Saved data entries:
○ ○ ○ ○ ○

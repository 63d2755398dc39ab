//! Logging initialization for the boot process.
//!
//! Installs the observability capture pipeline. This must be the first thing
//! `main` does so diagnostics emitted while loading configuration are kept.

use crate::{Config, Paths};
use observability::{LogConfig, LogSink, SinkError};

/// Install diagnostic capture for the boot process.
///
/// - captured entries kept in memory, bounded by `config.log_capacity`
/// - every level captured; stderr filtered by `RUST_LOG` or `config.log_level`
/// - optional JSONL mirror at `paths.log_file()` when `config.log_to_file`
///   or `WALLETBOOT_LOG_FILE` is set
/// - stderr output when `also_stderr`
pub fn init_logging(config: &Config, paths: &Paths, also_stderr: bool) -> Result<LogSink, SinkError> {
    let mirror = config.log_to_file || env_flag("WALLETBOOT_LOG_FILE");

    observability::install(LogConfig {
        service_name: "wallet-boot".into(),
        default_level: parse_level(&config.log_level).to_string().to_lowercase(),
        capture_level: tracing::Level::TRACE,
        capacity: config.log_capacity,
        log_path: mirror.then(|| paths.log_file()),
        also_stderr,
        capture_panics: true,
    })
}

fn env_flag(name: &str) -> bool {
    std::env::var(name)
        .map(|raw| matches!(raw.trim().to_ascii_lowercase().as_str(), "1" | "true" | "yes"))
        .unwrap_or(false)
}

/// Parse a log level string into a tracing Level.
pub fn parse_level(level: &str) -> tracing::Level {
    match level.to_lowercase().as_str() {
        "trace" => tracing::Level::TRACE,
        "debug" => tracing::Level::DEBUG,
        "info" => tracing::Level::INFO,
        "warn" | "warning" => tracing::Level::WARN,
        "error" => tracing::Level::ERROR,
        _ => tracing::Level::INFO,
    }
}
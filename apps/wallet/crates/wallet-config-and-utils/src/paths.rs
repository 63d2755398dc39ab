//! File system paths for the wallet boot process.

use crate::{CoreError, CoreResult};
use std::path::PathBuf;

/// Manages file system paths.
#[derive(Debug, Clone)]
pub struct Paths {
    /// Base directory for runtime files (~/.walletboot)
    base_dir: PathBuf,
}

impl Paths {
    /// Create a new Paths instance rooted at `~/.walletboot`.
    pub fn new() -> CoreResult<Self> {
        let home = dirs::home_dir()
            .ok_or_else(|| CoreError::Path("Could not determine home directory".to_string()))?;

        Ok(Self {
            base_dir: home.join(".walletboot"),
        })
    }

    /// Create a new Paths instance with a custom base directory.
    pub fn with_base_dir(base_dir: PathBuf) -> Self {
        Self { base_dir }
    }

    /// Get the base directory (~/.walletboot).
    pub fn base_dir(&self) -> &PathBuf {
        &self.base_dir
    }

    /// Get the config file path (~/.walletboot/config.json).
    pub fn config_file(&self) -> PathBuf {
        self.base_dir.join("config.json")
    }

    /// Get the logs directory (~/.walletboot/logs).
    pub fn logs_dir(&self) -> PathBuf {
        self.base_dir.join("logs")
    }

    /// Get the JSONL mirror of captured diagnostics (~/.walletboot/logs/boot.jsonl).
    pub fn log_file(&self) -> PathBuf {
        self.logs_dir().join("boot.jsonl")
    }

    /// Get the directory error reports are written to (~/.walletboot/reports).
    pub fn reports_dir(&self) -> PathBuf {
        self.base_dir.join("reports")
    }

    /// Ensure all directories exist.
    pub fn ensure_dirs(&self) -> CoreResult<()> {
        std::fs::create_dir_all(&self.base_dir)?;
        std::fs::create_dir_all(self.logs_dir())?;
        std::fs::create_dir_all(self.reports_dir())?;
        Ok(())
    }
}

#[cfg(test)]
mod tests {
    use super::*;
    use tempfile::tempdir;

    #[test]
    fn paths_are_under_base_dir() {
        let paths = Paths::with_base_dir(PathBuf::from("/tmp/wb"));
        assert_eq!(paths.config_file(), PathBuf::from("/tmp/wb/config.json"));
        assert_eq!(paths.log_file(), PathBuf::from("/tmp/wb/logs/boot.jsonl"));
        assert_eq!(paths.reports_dir(), PathBuf::from("/tmp/wb/reports"));
    }

    #[test]
    fn ensure_dirs_creates_layout() {
        let dir = tempdir().unwrap();
        let paths = Paths::with_base_dir(dir.path().join("nested"));
        paths.ensure_dirs().unwrap();
        assert!(paths.logs_dir().is_dir());
        assert!(paths.reports_dir().is_dir());
    }

    #[test]
    fn default_paths_end_with_walletboot() {
        if let Ok(paths) = Paths::new() {
            assert!(paths.base_dir().ends_with(".walletboot"));
        }
    }
}
//! JSONL mirror of the capture buffer.
//!
//! The in-memory sink only lives as long as the process. When a log path is
//! configured every captured entry is also appended to a file, one JSON
//! object per line, so a crashed boot still leaves something to attach.

use parking_lot::Mutex;
use std::fs::{File, OpenOptions};
use std::io::{self, BufWriter};
use std::path::Path;
use std::sync::Arc;

/// Append-only file writer shared by every clone.
#[derive(Clone)]
pub struct CentralLogWriter {
    inner: Arc<Mutex<BufWriter<File>>>,
}

impl CentralLogWriter {
    pub fn new(path: &Path) -> io::Result<Self> {
        if let Some(parent) = path.parent() {
            std::fs::create_dir_all(parent)?;
        }

        let file = OpenOptions::new().create(true).append(true).open(path)?;

        Ok(Self {
            inner: Arc::new(Mutex::new(BufWriter::with_capacity(8192, file))),
        })
    }
}

impl io::Write for CentralLogWriter {
    fn write(&mut self, buf: &[u8]) -> io::Result<usize> {
        let mut guard = self.inner.lock();
        let result = guard.write(buf);
        // One flush per write keeps each line visible to `tail -f`.
        guard.flush()?;
        result
    }

    fn flush(&mut self) -> io::Result<()> {
        self.inner.lock().flush()
    }
}

#[cfg(test)]
mod tests {
    use super::*;
    use std::io::{Read, Write};
    use tempfile::tempdir;

    #[test]
    fn writer_creates_file() {
        let dir = tempdir().unwrap();
        let path = dir.path().join("logs").join("test.jsonl");

        let mut writer = CentralLogWriter::new(&path).unwrap();
        writer.write_all(b"test line\n").unwrap();

        let mut content = String::new();
        File::open(&path)
            .unwrap()
            .read_to_string(&mut content)
            .unwrap();
        assert_eq!(content, "test line\n");
    }

    #[test]
    fn writer_appends_across_instances() {
        let dir = tempdir().unwrap();
        let path = dir.path().join("boot.jsonl");

        CentralLogWriter::new(&path)
            .unwrap()
            .write_all(b"first\n")
            .unwrap();
        CentralLogWriter::new(&path)
            .unwrap()
            .write_all(b"second\n")
            .unwrap();

        let content = std::fs::read_to_string(&path).unwrap();
        assert_eq!(content, "first\nsecond\n");
    }
}
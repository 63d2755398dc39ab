//! CLI command implementations.

mod config;
mod connect;

pub use config::{config_set, config_show};
pub use connect::{connect, ConnectOptions};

○ ○ ○ ○ ○

Your task: Lines from the one containing "mod connect;" through the last line of the data above are the only output wanted; restate them exactly.

Finished exercise:
mod connect;

pub use config::{config_set, config_show};
pub use connect::{connect, ConnectOptions};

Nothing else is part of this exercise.